The idea of The Dialogue Centre Upheavals continues to grow thanks to the support of very different partners, involvement of institutions and authorities. The exhibition itself, even the most attractive and modern, is just the starting point. Literally, because in individual spaces of the permanent exhibition there will be postcards pointing to further places, which it talks about, eg. to Pennemünde, to the synthetic gas factory in Police, to the building of the State Repatriation Office, to the parish of various denominations, to the places of Stalinist execution, to the former Szczecin Shipyard Adolf Warski, port or church. St. Andrzej Bobola and many, many others.

The Dialogue Centre Upheavals permanent exhibition is to be a starting point for discussion on the most controversial topics concerning the recent history of Poland and Europe. Recalling the worst moments in the recent history, it is to be a warning against phenomena such as nationalism, totalitarianism, xenophobia, racism. Because today's events will become history tomorrow, debates also concern what is currently the most engaging public opinion. We have already discussed the Belarusian opposition and harassments used by the regime of Alexander Lukashenka in the DCU; unsuccessful attempts at Polish-Ukrainian reconciliation on the occasion of the next anniversary of the "Vistula" or Volhyn massacres, as well as involvement of the latest achievements of genetics to identify victims of Stalinism buried in nameless burial pits.
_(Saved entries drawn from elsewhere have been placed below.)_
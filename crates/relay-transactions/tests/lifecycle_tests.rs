//! Transaction lifecycle integration tests.
//!
//! Requires a scratch Postgres reachable through `DATABASE_URL`.

#![cfg(feature = "integration")]

use chrono::{Duration, Utc};
use serde_json::json;
use sqlx::PgPool;
use uuid::Uuid;

use relay_core::{actors, TransactionStatus};
use relay_db::models::{OutboxEvent, Transaction, TransactionHistory};
use relay_transactions::{
    IdempotencyResolver, StateManager, TransactionConfig, TransactionError, TransactionRequest,
    TransactionService,
};

async fn setup() -> (PgPool, TransactionService) {
    let database_url = std::env::var("DATABASE_URL").expect("DATABASE_URL must be set");
    let pool = relay_db::connect_pool(&database_url, 5).await.expect("pool");
    relay_db::migrations::run(&pool).await.expect("migrations");

    let config = TransactionConfig::default();
    let service = TransactionService::new(
        pool.clone(),
        IdempotencyResolver::default(),
        StateManager::new(config.clone()),
        config,
        "transaction-events",
    );
    (pool, service)
}

fn request(id: Uuid, amount: i64) -> TransactionRequest {
    TransactionRequest {
        transaction_id: id,
        origin_system: "billing".to_string(),
        payload: json!({"amount": amount, "reference": "r1"}),
        webhook_url: None,
        webhook_security_token: None,
        retry: false,
    }
}

#[tokio::test]
async fn test_create_then_complete_happy_path() {
    let (pool, service) = setup().await;
    let id = Uuid::new_v4();

    let created = service.process(request(id, 100)).await.expect("create");
    assert_eq!(created.status, "PENDING");
    assert_eq!(created.attempt_count, 1);

    let history = TransactionHistory::list_for_transaction(&pool, id).await.unwrap();
    assert_eq!(history.len(), 1);
    assert_eq!(history[0].new_status, "PENDING");
    assert!(history[0].previous_status.is_none());

    let completed = service
        .complete(id, json!({"status": "success"}), actors::SYSTEM)
        .await
        .expect("complete");
    assert_eq!(completed.status, "COMPLETED");
    assert_eq!(completed.attempt_count, 1);
    assert!(completed.response.is_some());
    assert!(completed.completion_at.is_some());

    // History replay determines current status.
    let history = TransactionHistory::list_for_transaction(&pool, id).await.unwrap();
    assert_eq!(history.last().unwrap().new_status, completed.status);

    // Create + complete each enqueued an event.
    let outbox = OutboxEvent::fetch_unpublished(&pool, 1000).await.unwrap();
    let ours: Vec<_> = outbox
        .iter()
        .filter(|e| e.partition_key == id.to_string())
        .collect();
    assert_eq!(ours.len(), 2);
    assert_eq!(ours[1].payload["eventType"], "TransactionCompleted");
}

#[tokio::test]
async fn test_idempotent_resubmission_returns_existing() {
    let (pool, service) = setup().await;
    let id = Uuid::new_v4();

    let first = service.process(request(id, 100)).await.expect("create");
    let second = service.process(request(id, 100)).await.expect("resubmit");

    assert_eq!(second.id, first.id);
    assert_eq!(second.attempt_count, 1);
    assert_eq!(second.status, "PENDING");

    // No extra history row for the idempotent repeat.
    let history = TransactionHistory::list_for_transaction(&pool, id).await.unwrap();
    assert_eq!(history.len(), 1);
}

#[tokio::test]
async fn test_conflicting_resubmission_rejected() {
    let (_pool, service) = setup().await;
    let id = Uuid::new_v4();

    service.process(request(id, 100)).await.expect("create");
    let err = service.process(request(id, 200)).await.unwrap_err();

    match err {
        TransactionError::Duplicate { id: existing, status } => {
            assert_eq!(existing, id);
            assert_eq!(status, TransactionStatus::Pending);
        }
        other => panic!("expected Duplicate, got {other}"),
    }
}

#[tokio::test]
async fn test_explicit_retry_increments_attempts() {
    let (pool, service) = setup().await;
    let id = Uuid::new_v4();

    service.process(request(id, 100)).await.expect("create");

    let mut retry = request(id, 100);
    retry.retry = true;
    let updated = service.process(retry).await.expect("retry");

    assert_eq!(updated.attempt_count, 2);
    assert!(updated.last_attempt_at.is_some());

    let history = TransactionHistory::list_for_transaction(&pool, id).await.unwrap();
    assert_eq!(history.len(), 2);
    assert_eq!(history[1].reason, "Retry attempt");
    assert_eq!(history[1].changed_by, "SYSTEM_RETRY");
}

#[tokio::test]
async fn test_retry_past_ceiling_fails_transaction() {
    let (_pool, service) = setup().await;
    let id = Uuid::new_v4();

    service.process(request(id, 100)).await.expect("create");

    let mut retry = request(id, 100);
    retry.retry = true;
    service.process(retry.clone()).await.expect("retry 2");
    service.process(retry.clone()).await.expect("retry 3");
    let failed = service.process(retry).await.expect("retry past ceiling");

    assert_eq!(failed.status, "FAILED");
    assert!(failed.error_details.is_some());
    assert!(failed.completion_at.is_some());
}

#[tokio::test]
async fn test_reconcile_backdated_pending_times_out() {
    let (pool, service) = setup().await;
    let id = Uuid::new_v4();

    service.process(request(id, 100)).await.expect("create");

    // Backdate creation so the pending timeout (5 min) has elapsed.
    sqlx::query("UPDATE transactions SET created_at = $2 WHERE id = $1")
        .bind(id)
        .bind(Utc::now() - Duration::minutes(10))
        .execute(&pool)
        .await
        .unwrap();

    let reconciled = service.reconcile(id).await.expect("reconcile");
    assert_eq!(reconciled.status, "TIMEOUT");
    assert!(reconciled.is_reconciled);

    let history = TransactionHistory::list_for_transaction(&pool, id).await.unwrap();
    let last = history.last().unwrap();
    assert_eq!(last.new_status, "TIMEOUT");
    assert_eq!(last.changed_by, "SYSTEM_RECONCILIATION");
    assert_eq!(last.reason, "Automatic reconciliation");
}

#[tokio::test]
async fn test_manual_resolution_bypasses_transition_check() {
    let (pool, service) = setup().await;
    let id = Uuid::new_v4();

    service.process(request(id, 100)).await.expect("create");
    service
        .complete(id, json!({"status": "success"}), actors::SYSTEM)
        .await
        .expect("complete");

    // COMPLETED is terminal for automatic transitions; operators may
    // still override it.
    let overridden = service
        .manually_handle(id, TransactionStatus::Failed, "charge reversed", "ops.alice")
        .await
        .expect("manual override");

    assert_eq!(overridden.status, "FAILED");
    assert_eq!(overridden.notes.as_deref(), Some("charge reversed"));

    let history = TransactionHistory::list_for_transaction(&pool, id).await.unwrap();
    let manual = history.iter().find(|h| !h.is_automatic).expect("manual entry");
    assert_eq!(manual.changed_by, "ops.alice");
    assert_eq!(manual.new_status, "FAILED");
}

#[tokio::test]
async fn test_update_status_rejects_illegal_transition() {
    let (_pool, service) = setup().await;
    let id = Uuid::new_v4();

    service.process(request(id, 100)).await.expect("create");
    service
        .complete(id, json!({"status": "success"}), actors::SYSTEM)
        .await
        .expect("complete");

    let err = service
        .update_status(id, TransactionStatus::Processing, "no", actors::SYSTEM)
        .await
        .unwrap_err();
    assert!(matches!(err, TransactionError::IllegalTransition { .. }));
}

#[tokio::test]
async fn test_attempt_count_is_monotone() {
    let (pool, service) = setup().await;
    let id = Uuid::new_v4();

    service.process(request(id, 100)).await.expect("create");
    let mut last_seen = 0;
    for _ in 0..3 {
        let mut retry = request(id, 100);
        retry.retry = true;
        let _ = service.process(retry).await;
        let row = Transaction::find_by_id(&pool, id).await.unwrap().unwrap();
        assert!(row.attempt_count >= last_seen);
        last_seen = row.attempt_count;
    }
}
In addition to project activities, further enlarging of the collections, their development, creation of the Archive of Oral History "Non omnis moriar", in which accounts of historical witnesses are collected, The Dialogue Centre Upheavals has many other plans. It is primarily the establishment of the "Upheavals" Foundation helping "upheaval" people who find themselves in a difficult economic situation. The Foundation would organize assistance campaigns, and also include in activities such as "A present for the hero" (DCU already participated in this action). The plans are to set up a publishing house where publications on the most recent history of Poland will be published, first of all dealing with the history of West Pomerania and the Polish-German border. Another project is the organization of the Academy of Civic Education, which would create a coherent project of training and workshops for youth and adults in the field of history and culture of remembrance. The project is carried out jointly with the partners of The NMS-DCU from Poland and abroad conducting research and development activities. The Academy would invite authorities from Poland and abroad.

The principle of operation of The Dialogue Centre Upheavals is reaching out to various groups of recipients and operating in different spaces with very different means. Therefore, among the tasks, there is creating an Upheaval Festival in the future, the participants would then have the opportunity to take part in concerts, debates, outdoor exhibitions, implemented under a common slogan referring to values referred to by The Dialogue Centre Upheavals. The project would be implemented jointly with the Ministry of Culture and National Heritage, the National Centre for Culture and the City of Szczecin.